Work task
Work through the records that follow and return each line containing the word "Some".

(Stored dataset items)

____________

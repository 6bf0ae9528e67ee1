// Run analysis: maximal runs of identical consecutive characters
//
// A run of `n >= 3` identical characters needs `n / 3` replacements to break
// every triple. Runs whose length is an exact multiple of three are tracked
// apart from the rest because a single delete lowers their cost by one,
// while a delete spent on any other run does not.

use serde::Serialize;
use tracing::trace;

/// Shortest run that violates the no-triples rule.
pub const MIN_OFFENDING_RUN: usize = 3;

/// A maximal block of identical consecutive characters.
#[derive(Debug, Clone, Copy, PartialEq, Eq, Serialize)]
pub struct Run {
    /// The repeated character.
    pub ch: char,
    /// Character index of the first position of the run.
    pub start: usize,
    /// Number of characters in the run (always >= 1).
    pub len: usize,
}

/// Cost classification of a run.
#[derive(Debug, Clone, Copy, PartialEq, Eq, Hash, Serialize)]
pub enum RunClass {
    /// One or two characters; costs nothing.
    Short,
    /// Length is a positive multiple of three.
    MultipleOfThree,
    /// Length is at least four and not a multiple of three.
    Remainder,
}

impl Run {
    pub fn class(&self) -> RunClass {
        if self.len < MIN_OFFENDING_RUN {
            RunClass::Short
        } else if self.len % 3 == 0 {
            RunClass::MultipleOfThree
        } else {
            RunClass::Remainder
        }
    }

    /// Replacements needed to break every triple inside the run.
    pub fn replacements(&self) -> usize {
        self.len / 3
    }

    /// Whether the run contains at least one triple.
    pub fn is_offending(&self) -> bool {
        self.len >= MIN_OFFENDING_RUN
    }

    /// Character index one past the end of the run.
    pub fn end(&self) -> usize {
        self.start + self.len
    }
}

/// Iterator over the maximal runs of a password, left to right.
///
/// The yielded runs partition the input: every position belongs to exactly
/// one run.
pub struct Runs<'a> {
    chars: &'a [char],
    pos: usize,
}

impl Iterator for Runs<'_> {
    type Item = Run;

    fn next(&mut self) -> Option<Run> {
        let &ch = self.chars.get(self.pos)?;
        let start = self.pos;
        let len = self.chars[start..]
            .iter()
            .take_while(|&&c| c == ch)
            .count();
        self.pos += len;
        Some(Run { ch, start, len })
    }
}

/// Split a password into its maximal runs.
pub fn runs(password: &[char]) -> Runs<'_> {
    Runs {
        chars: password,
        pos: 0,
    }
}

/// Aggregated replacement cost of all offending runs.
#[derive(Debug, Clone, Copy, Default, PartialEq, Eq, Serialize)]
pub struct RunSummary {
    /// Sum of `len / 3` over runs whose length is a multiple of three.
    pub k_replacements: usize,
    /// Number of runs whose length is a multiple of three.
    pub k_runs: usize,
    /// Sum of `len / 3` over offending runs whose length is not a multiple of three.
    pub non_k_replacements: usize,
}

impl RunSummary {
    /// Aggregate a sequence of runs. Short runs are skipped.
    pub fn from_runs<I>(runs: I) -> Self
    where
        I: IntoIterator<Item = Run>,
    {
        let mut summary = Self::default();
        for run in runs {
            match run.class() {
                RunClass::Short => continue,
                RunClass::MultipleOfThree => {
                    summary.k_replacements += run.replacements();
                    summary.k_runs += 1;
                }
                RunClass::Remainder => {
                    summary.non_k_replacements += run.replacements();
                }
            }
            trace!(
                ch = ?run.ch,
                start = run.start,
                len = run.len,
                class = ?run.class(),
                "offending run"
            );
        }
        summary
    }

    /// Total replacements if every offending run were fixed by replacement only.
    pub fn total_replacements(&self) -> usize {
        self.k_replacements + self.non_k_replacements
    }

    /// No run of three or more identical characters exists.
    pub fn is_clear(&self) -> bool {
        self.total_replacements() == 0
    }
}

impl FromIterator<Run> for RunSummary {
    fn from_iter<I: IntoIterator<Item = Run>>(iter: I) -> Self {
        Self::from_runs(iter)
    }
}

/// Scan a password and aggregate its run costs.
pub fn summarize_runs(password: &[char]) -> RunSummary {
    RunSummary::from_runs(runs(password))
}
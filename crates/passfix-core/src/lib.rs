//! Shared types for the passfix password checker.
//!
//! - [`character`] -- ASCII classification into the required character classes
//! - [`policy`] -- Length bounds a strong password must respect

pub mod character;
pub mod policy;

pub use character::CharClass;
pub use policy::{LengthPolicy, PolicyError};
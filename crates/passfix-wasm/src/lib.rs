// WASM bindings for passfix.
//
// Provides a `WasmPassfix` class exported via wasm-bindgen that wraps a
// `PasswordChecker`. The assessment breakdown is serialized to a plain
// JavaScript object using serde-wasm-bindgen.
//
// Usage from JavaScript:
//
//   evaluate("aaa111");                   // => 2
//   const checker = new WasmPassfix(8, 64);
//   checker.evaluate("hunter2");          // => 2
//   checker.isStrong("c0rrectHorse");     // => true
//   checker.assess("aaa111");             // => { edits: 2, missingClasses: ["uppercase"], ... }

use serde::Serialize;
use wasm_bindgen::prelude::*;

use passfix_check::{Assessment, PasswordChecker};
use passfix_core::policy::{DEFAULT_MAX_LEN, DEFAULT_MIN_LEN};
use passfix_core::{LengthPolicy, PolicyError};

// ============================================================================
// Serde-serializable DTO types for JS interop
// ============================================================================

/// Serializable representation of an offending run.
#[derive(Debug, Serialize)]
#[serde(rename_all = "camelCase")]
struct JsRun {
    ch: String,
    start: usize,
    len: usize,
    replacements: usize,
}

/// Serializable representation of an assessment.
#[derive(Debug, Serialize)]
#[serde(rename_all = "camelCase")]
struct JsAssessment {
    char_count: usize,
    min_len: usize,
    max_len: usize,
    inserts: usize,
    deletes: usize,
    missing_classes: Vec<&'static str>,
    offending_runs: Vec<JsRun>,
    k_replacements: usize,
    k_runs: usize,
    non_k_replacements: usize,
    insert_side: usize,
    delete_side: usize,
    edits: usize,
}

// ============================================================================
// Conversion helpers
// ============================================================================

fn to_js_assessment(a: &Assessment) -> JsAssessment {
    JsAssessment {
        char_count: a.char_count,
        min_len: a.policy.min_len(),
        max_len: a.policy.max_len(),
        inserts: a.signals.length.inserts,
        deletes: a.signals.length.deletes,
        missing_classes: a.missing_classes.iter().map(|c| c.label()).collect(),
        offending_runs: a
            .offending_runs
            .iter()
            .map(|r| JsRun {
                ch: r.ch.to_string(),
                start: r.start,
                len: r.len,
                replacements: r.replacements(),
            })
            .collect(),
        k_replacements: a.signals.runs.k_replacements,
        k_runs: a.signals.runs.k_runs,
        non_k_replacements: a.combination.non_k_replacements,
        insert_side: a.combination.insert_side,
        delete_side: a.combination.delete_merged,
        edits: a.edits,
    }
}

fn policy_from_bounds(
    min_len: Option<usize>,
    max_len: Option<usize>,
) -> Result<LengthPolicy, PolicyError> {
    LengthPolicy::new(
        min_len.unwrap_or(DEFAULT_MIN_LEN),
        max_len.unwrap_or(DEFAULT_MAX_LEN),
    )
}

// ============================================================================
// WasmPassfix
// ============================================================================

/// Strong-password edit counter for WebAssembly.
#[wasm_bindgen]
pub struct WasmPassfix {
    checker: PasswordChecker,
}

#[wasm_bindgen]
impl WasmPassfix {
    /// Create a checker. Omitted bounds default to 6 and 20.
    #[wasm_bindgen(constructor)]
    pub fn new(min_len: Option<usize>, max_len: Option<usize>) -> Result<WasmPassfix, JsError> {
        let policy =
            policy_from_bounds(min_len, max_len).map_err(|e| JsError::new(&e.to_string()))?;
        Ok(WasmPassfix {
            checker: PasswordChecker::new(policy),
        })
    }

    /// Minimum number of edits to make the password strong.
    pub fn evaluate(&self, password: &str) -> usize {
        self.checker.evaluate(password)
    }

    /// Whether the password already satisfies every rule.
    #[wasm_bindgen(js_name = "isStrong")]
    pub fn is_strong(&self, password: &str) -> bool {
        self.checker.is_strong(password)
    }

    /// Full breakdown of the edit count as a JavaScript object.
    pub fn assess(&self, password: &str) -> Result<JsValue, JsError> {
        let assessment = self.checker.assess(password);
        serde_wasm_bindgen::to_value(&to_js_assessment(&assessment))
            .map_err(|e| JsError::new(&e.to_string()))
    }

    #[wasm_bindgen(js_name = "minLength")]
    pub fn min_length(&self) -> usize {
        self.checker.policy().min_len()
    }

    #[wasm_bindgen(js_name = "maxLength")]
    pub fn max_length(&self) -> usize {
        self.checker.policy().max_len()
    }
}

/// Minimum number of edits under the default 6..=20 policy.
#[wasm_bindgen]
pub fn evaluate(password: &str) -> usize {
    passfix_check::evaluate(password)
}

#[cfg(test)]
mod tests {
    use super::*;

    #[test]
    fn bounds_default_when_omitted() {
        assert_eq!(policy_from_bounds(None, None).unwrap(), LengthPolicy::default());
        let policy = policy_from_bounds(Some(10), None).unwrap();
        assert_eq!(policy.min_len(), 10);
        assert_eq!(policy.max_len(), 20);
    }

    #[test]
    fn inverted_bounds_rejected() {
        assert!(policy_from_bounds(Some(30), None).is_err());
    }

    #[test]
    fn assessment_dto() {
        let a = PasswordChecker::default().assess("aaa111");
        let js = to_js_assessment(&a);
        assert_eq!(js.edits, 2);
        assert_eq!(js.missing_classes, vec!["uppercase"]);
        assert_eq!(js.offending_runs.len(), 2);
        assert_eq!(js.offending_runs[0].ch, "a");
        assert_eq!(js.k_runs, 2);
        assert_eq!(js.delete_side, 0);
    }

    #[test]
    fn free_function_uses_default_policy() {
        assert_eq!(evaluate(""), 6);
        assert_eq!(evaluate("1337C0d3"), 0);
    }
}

____________

Exercise solution
        Some(Run { ch, start, len })
        let policy = policy_from_bounds(Some(10), None).unwrap();
        assert!(policy_from_bounds(Some(30), None).is_err());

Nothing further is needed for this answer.